There are a couple of ways by which you combine the two lists, i.e. union of the two lists. The first method is shown below - using the addition operator automatically combines both the lists.

In [6]:
l3=l1+l2
In [7]:
lm.delete_lists(["combination-1"])
l3.set_name("combination-1")
In [8]:
for r in l3:
    print(r)
Gene(score = None,  symbol = 'beat-VI',  length = 56607,  name = 'beaten path VI',  description = None,  scoreType = None,  secondaryIdentifier = 'CG14064',  primaryIdentifier = 'FBgn0039584',  briefDescription = None,  cytoLocation = '98D1-98D2')
Gene(score = None,  symbol = 'GluRIA',  length = 11028,  name = 'Glutamate receptor IA',  description = None,  scoreType = None,  secondaryIdentifier = 'CG8442',  primaryIdentifier = 'FBgn0004619',  briefDescription = None,  cytoLocation = '65C1-65C1')
Gene(score = None,  symbol = 'CG43740',  length = 14143,  name = None,  description = None,  scoreType = None,  secondaryIdentifier = 'CG43740',  primaryIdentifier = 'FBgn0263997',  briefDescription = None,  cytoLocation = '9B7-9B7')

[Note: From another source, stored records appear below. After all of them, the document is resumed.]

//! Per-die Monte Carlo defect simulation and the closed-form yield estimate.

use crate::poisson::{check_defect_density, expected_defects, sample_poisson};
use rand::Rng;
use serde::{Deserialize, Serialize};
use sim_core::{ComponentType, Die, ValidationError};
use std::collections::BTreeMap;
use tracing::debug;

/// Share of blank-area-only defective dies recovered by binning.
pub const BLANK_SALVAGE_RATE: f64 = 0.5;
/// Yield floor used when turning yield into a cost multiplier.
pub const MIN_COST_YIELD: f64 = 0.3;

/// Outcome tallies of [`simulate_defects`].
#[derive(Clone, Debug, PartialEq, Serialize, Deserialize)]
pub struct DefectSimulation {
    /// Trials with zero defects.
    pub perfect_dies: u32,
    /// Trials with defects that all landed in blank space.
    pub binnable_dies: u32,
    /// Trials where a defect hit a component.
    pub failed_dies: u32,
    pub total_simulations: u32,
    pub perfect_yield: f64,
    /// (perfect + binnable) / trials.
    pub effective_yield: f64,
    /// Poisson mean per die.
    pub expected_defects: f64,
    pub blank_area_percent: f64,
    /// First-hit counts per component type, over all failed trials.
    pub component_hits: BTreeMap<ComponentType, u32>,
}

/// Closed-form yield of a die at a defect density.
#[derive(Clone, Copy, Debug, PartialEq, Serialize, Deserialize)]
pub struct TheoreticalYield {
    /// `exp(-D * A)`.
    pub base_yield: f64,
    /// Base yield plus half of the blank-area-only defective dies.
    pub effective_yield: f64,
}

fn blank_fraction(die: &Die) -> f64 {
    let area = die.area();
    if area > 0.0 {
        (1.0 - die.components_area() / area).clamp(0.0, 1.0)
    } else {
        0.0
    }
}

/// Closed-form Poisson yield with binning credit for blank-area defects.
pub fn theoretical_yield(die: &Die, defect_density: f64) -> Result<TheoreticalYield, ValidationError> {
    die.dimensions.validate("die")?;
    check_defect_density(defect_density)?;
    let base_yield = (-expected_defects(die.area(), defect_density)).exp();
    let effective_yield = base_yield + (1.0 - base_yield) * blank_fraction(die) * BLANK_SALVAGE_RATE;
    Ok(TheoreticalYield {
        base_yield,
        effective_yield,
    })
}

/// Murphy's clustered-defect yield `((1 - e^-DA) / DA)^alpha`; 1.0 when `DA` is zero.
pub fn murphy_yield(area_cm2: f64, defect_density: f64, alpha: f64) -> f64 {
    let da = defect_density * area_cm2;
    if da <= 0.0 {
        return 1.0;
    }
    ((1.0 - (-da).exp()) / da).powf(alpha)
}

/// Relative unit cost of a die given its yield; yields below 30 % are floored.
pub fn cost_multiplier(yield_fraction: f64) -> f64 {
    1.0 / yield_fraction.max(MIN_COST_YIELD)
}

/// Runs `trials` independent defect draws over `die`.
///
/// Each trial samples a Poisson defect count, then drops each defect on a
/// uniform point of the die. Points inside the components' cumulative area
/// mark the trial failed and end it; the remaining defects of that trial are
/// not drawn.
pub fn simulate_defects<R: Rng + ?Sized>(
    die: &Die,
    defect_density: f64,
    trials: u32,
    rng: &mut R,
) -> Result<DefectSimulation, ValidationError> {
    if trials == 0 {
        return Err(ValidationError::InvalidTrials);
    }
    die.validate_geometry()?;
    check_defect_density(defect_density)?;

    let die_area = die.area();
    let covered = die.components_area();
    let lambda = expected_defects(die_area, defect_density);

    let mut perfect = 0u32;
    let mut binnable = 0u32;
    let mut failed = 0u32;
    let mut hits = [0u32; ComponentType::ALL.len()];

    for _ in 0..trials {
        let defects = sample_poisson(lambda, rng);
        if defects == 0 {
            perfect += 1;
            continue;
        }
        let mut hit = None;
        for _ in 0..defects {
            let r = rng.gen::<f64>() * die_area;
            if r < covered {
                hit = Some(component_at(die, r));
                break;
            }
        }
        match hit {
            Some(t) => {
                failed += 1;
                hits[type_index(t)] += 1;
            }
            None => binnable += 1,
        }
    }

    let n = f64::from(trials);
    let component_hits = ComponentType::ALL
        .iter()
        .zip(hits)
        .filter(|(_, count)| *count > 0)
        .map(|(t, count)| (*t, count))
        .collect();
    let sim = DefectSimulation {
        perfect_dies: perfect,
        binnable_dies: binnable,
        failed_dies: failed,
        total_simulations: trials,
        perfect_yield: f64::from(perfect) / n,
        effective_yield: f64::from(perfect + binnable) / n,
        expected_defects: lambda,
        blank_area_percent: blank_fraction(die) * 100.0,
        component_hits,
    };
    debug!(
        sku = %die.sku,
        lambda,
        perfect,
        binnable,
        failed,
        "monte carlo defect simulation"
    );
    Ok(sim)
}

/// Component owning offset `r` along the cumulative component area.
fn component_at(die: &Die, r: f64) -> ComponentType {
    let mut acc = 0.0;
    for c in &die.components {
        acc += c.area();
        if r < acc {
            return c.component_type;
        }
    }
    // Only reachable through float drift at the very end of the range.
    die.components
        .last()
        .map_or(ComponentType::CpuCore, |c| c.component_type)
}

fn type_index(t: ComponentType) -> usize {
    ComponentType::ALL.iter().position(|x| *x == t).unwrap_or(0)
}

#[cfg(test)]
mod tests {
    use super::*;
    use proptest::prelude::*;
    use rand::SeedableRng;
    use rand_chacha::ChaCha8Rng;
    use sim_core::{Component, DieType, Dimensions, Position};

    fn die_with_cover(side: f64, covered_w: f64) -> Die {
        let mut die = Die::new("T", DieType::Cpu, Dimensions::new(side, side), 7);
        if covered_w > 0.0 {
            die = die.with_component(Component::new(
                ComponentType::CpuCore,
                "CPU Core 0",
                Position::default(),
                Dimensions::new(covered_w, side),
            ));
        }
        die
    }

    #[test]
    fn tallies_sum_to_trials() {
        let die = die_with_cover(10.0, 5.0);
        let mut rng = ChaCha8Rng::seed_from_u64(3);
        let sim = simulate_defects(&die, 0.6, 1000, &mut rng).unwrap();
        assert_eq!(sim.perfect_dies + sim.binnable_dies + sim.failed_dies, 1000);
        assert_eq!(sim.total_simulations, 1000);
        assert!((sim.blank_area_percent - 50.0).abs() < 1e-9);
        assert!((sim.expected_defects - 0.6).abs() < 1e-12);
        assert_eq!(sim.component_hits.get(&ComponentType::CpuCore).copied(), Some(sim.failed_dies));
        let json = serde_json::to_string(&sim).unwrap();
        assert!(json.contains("\"component_hits\":{\"cpu_core\":"));
    }

    #[test]
    fn blank_die_never_fails() {
        let die = die_with_cover(10.0, 0.0);
        let mut rng = ChaCha8Rng::seed_from_u64(5);
        let sim = simulate_defects(&die, 2.0, 500, &mut rng).unwrap();
        assert_eq!(sim.failed_dies, 0);
        assert_eq!(sim.effective_yield, 1.0);
        assert!(sim.component_hits.is_empty());
    }

    #[test]
    fn zero_density_is_all_perfect() {
        let die = die_with_cover(10.0, 10.0);
        let mut rng = ChaCha8Rng::seed_from_u64(5);
        let sim = simulate_defects(&die, 0.0, 200, &mut rng).unwrap();
        assert_eq!(sim.perfect_dies, 200);
        assert_eq!(sim.perfect_yield, 1.0);
    }

    #[test]
    fn fully_covered_die_converges_to_closed_form() {
        let die = die_with_cover(10.0, 10.0);
        let closed = theoretical_yield(&die, 0.8).unwrap();
        assert_eq!(closed.base_yield, closed.effective_yield);
        for seed in 0..4 {
            let mut rng = ChaCha8Rng::seed_from_u64(seed);
            let sim = simulate_defects(&die, 0.8, 20_000, &mut rng).unwrap();
            assert!(
                (sim.effective_yield - closed.base_yield).abs() < 0.015,
                "seed {seed}: {} vs {}",
                sim.effective_yield,
                closed.base_yield
            );
        }
    }

    #[test]
    fn rejects_bad_input() {
        let die = die_with_cover(10.0, 5.0);
        let mut rng = ChaCha8Rng::seed_from_u64(0);
        assert_eq!(simulate_defects(&die, 0.5, 0, &mut rng), Err(ValidationError::InvalidTrials));
        assert!(simulate_defects(&die, f64::NAN, 10, &mut rng).is_err());
        let flat = die_with_cover(0.0, 0.0);
        assert!(simulate_defects(&flat, 0.5, 10, &mut rng).is_err());
    }

    #[test]
    fn theoretical_credits_half_of_blank_defects() {
        let die = die_with_cover(10.0, 5.0);
        let t = theoretical_yield(&die, 1.0).unwrap();
        let base = (-1.0f64).exp();
        assert!((t.base_yield - base).abs() < 1e-12);
        assert!((t.effective_yield - (base + (1.0 - base) * 0.25)).abs() < 1e-12);
    }

    #[test]
    fn cost_multiplier_floors_yield() {
        assert_eq!(cost_multiplier(1.0), 1.0);
        assert_eq!(cost_multiplier(0.5), 2.0);
        assert!((cost_multiplier(0.1) - 1.0 / 0.3).abs() < 1e-12);
        assert!((cost_multiplier(0.0) - 1.0 / 0.3).abs() < 1e-12);
    }

    #[test]
    fn murphy_matches_limits() {
        assert_eq!(murphy_yield(1.0, 0.0, 3.0), 1.0);
        let y = murphy_yield(1.0, 0.5, 1.0);
        assert!((y - (1.0 - (-0.5f64).exp()) / 0.5).abs() < 1e-12);
    }

    proptest! {
        #[test]
        fn yields_are_fractions(cover in 0.0f64..10.0, density in 0.0f64..5.0, seed in any::<u64>()) {
            let die = die_with_cover(10.0, cover);
            let mut rng = ChaCha8Rng::seed_from_u64(seed);
            let sim = simulate_defects(&die, density, 200, &mut rng).unwrap();
            prop_assert!(sim.perfect_yield <= sim.effective_yield);
            prop_assert!((0.0..=1.0).contains(&sim.effective_yield));
            prop_assert_eq!(sim.perfect_dies + sim.binnable_dies + sim.failed_dies, 200);
        }
    }
}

Gene(score = None,  symbol = 'fred',  length = 88786,  name = 'friend of echinoid',  description = None,  scoreType = None,  secondaryIdentifier = 'CG31774',  primaryIdentifier = 'FBgn0051774',  briefDescription = None,  cytoLocation = '24C9-24D1')

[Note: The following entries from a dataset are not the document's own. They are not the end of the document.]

#![deny(warnings)]

//! Core domain models and invariants for Silicon Tycoon.
//!
//! This crate defines the serializable die/component records, the compiled-in
//! physical constant tables, the component sizing model and the die library.
//! Engine crates (`sim-yield`, `sim-perf`) build on these types and share
//! [`ValidationError`] and [`SimConfig`].

pub mod library;
pub mod model;
pub mod sizing;
pub mod tables;

pub use library::{DieConfig, DieLibrary};
pub use model::{
    Component, ComponentCategory, ComponentType, Die, DieId, DieStats, DieType, Dimensions, Position,
    DEFAULT_RETICLE,
};
pub use tables::{nearest_key, ChipClass, ChipGrade, ThermalProfile};

use serde::{Deserialize, Serialize};
use thiserror::Error;

/// Validation errors for domain invariants and engine preconditions.
#[derive(Debug, Error, PartialEq)]
pub enum ValidationError {
    /// Width or height must be strictly positive.
    #[error("{0} dimensions must be > 0")]
    NonPositiveDimension(String),
    /// Numeric field must be finite.
    #[error("non-finite numeric value encountered")]
    NonFinite,
    #[error("component {0} lies outside the die")]
    ComponentOutOfBounds(String),
    #[error("component {0} overlaps {1}")]
    ComponentOverlap(String, String),
    /// Die outline larger than its reticle field.
    #[error("die exceeds the reticle size")]
    ExceedsReticle,
    #[error("trial count must be > 0")]
    InvalidTrials,
    /// Process maturity outside [0, 100].
    #[error("process maturity {0} is outside [0, 100]")]
    InvalidMaturity(f64),
    #[error("defect density {0} must be finite and >= 0")]
    InvalidDefectDensity(f64),
    /// Edge exclusion must leave a usable radius.
    #[error("edge exclusion must be >= 0 and smaller than the wafer radius")]
    EdgeExclusionTooLarge,
    /// Die so small relative to the wafer that the placement grid is unbounded.
    #[error("wafer grid of {0} cells exceeds the placement limit")]
    GridTooLarge(f64),
    #[error("die not found: {0}")]
    DieNotFound(DieId),
}

/// Simulation configuration parameters.
#[derive(Clone, Debug, PartialEq, Serialize, Deserialize)]
#[serde(default)]
pub struct SimConfig {
    /// Seed for deterministic RNG.
    pub rng_seed: u64,
    /// Monte Carlo trials per yield simulation (> 0).
    pub monte_carlo_trials: u32,
    /// Wafer edge exclusion ring in mm.
    pub edge_exclusion_mm: f64,
    /// Thermal limit the performance engine throttles against.
    pub thermal_profile: ThermalProfile,
}

impl Default for SimConfig {
    fn default() -> Self {
        Self {
            rng_seed: 42,
            monte_carlo_trials: 1000,
            edge_exclusion_mm: 3.0,
            thermal_profile: ThermalProfile::ConsumerCpu,
        }
    }
}

impl SimConfig {
    pub fn validate(&self) -> Result<(), ValidationError> {
        if self.monte_carlo_trials == 0 {
            return Err(ValidationError::InvalidTrials);
        }
        if !self.edge_exclusion_mm.is_finite() {
            return Err(ValidationError::NonFinite);
        }
        if self.edge_exclusion_mm < 0.0 {
            return Err(ValidationError::EdgeExclusionTooLarge);
        }
        Ok(())
    }
}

Gene(score = None,  symbol = 'MFS3',  length = 4195,  name = 'Major Facilitator Superfamily Transporter 3',  description = None,  scoreType = None,  secondaryIdentifier = 'CG4726',  primaryIdentifier = 'FBgn0031307',  briefDescription = None,  cytoLocation = '21F1-21F1')
Gene(score = None,  symbol = 'SK',  length = 64903,  name = 'small conductance calcium-activated potassium channel',  description = None,  scoreType = None,  secondaryIdentifier = 'CG10706',  primaryIdentifier = 'FBgn0029761',  briefDescription = None,  cytoLocation = '4F5-4F9')
Gene(score = None,  symbol = 'CG7509',  length = 2198,  name = None,  description = None,  scoreType = None,  secondaryIdentifier = 'CG7509',  primaryIdentifier = 'FBgn0035575',  briefDescription = None,  cytoLocation = '64B17-64B17')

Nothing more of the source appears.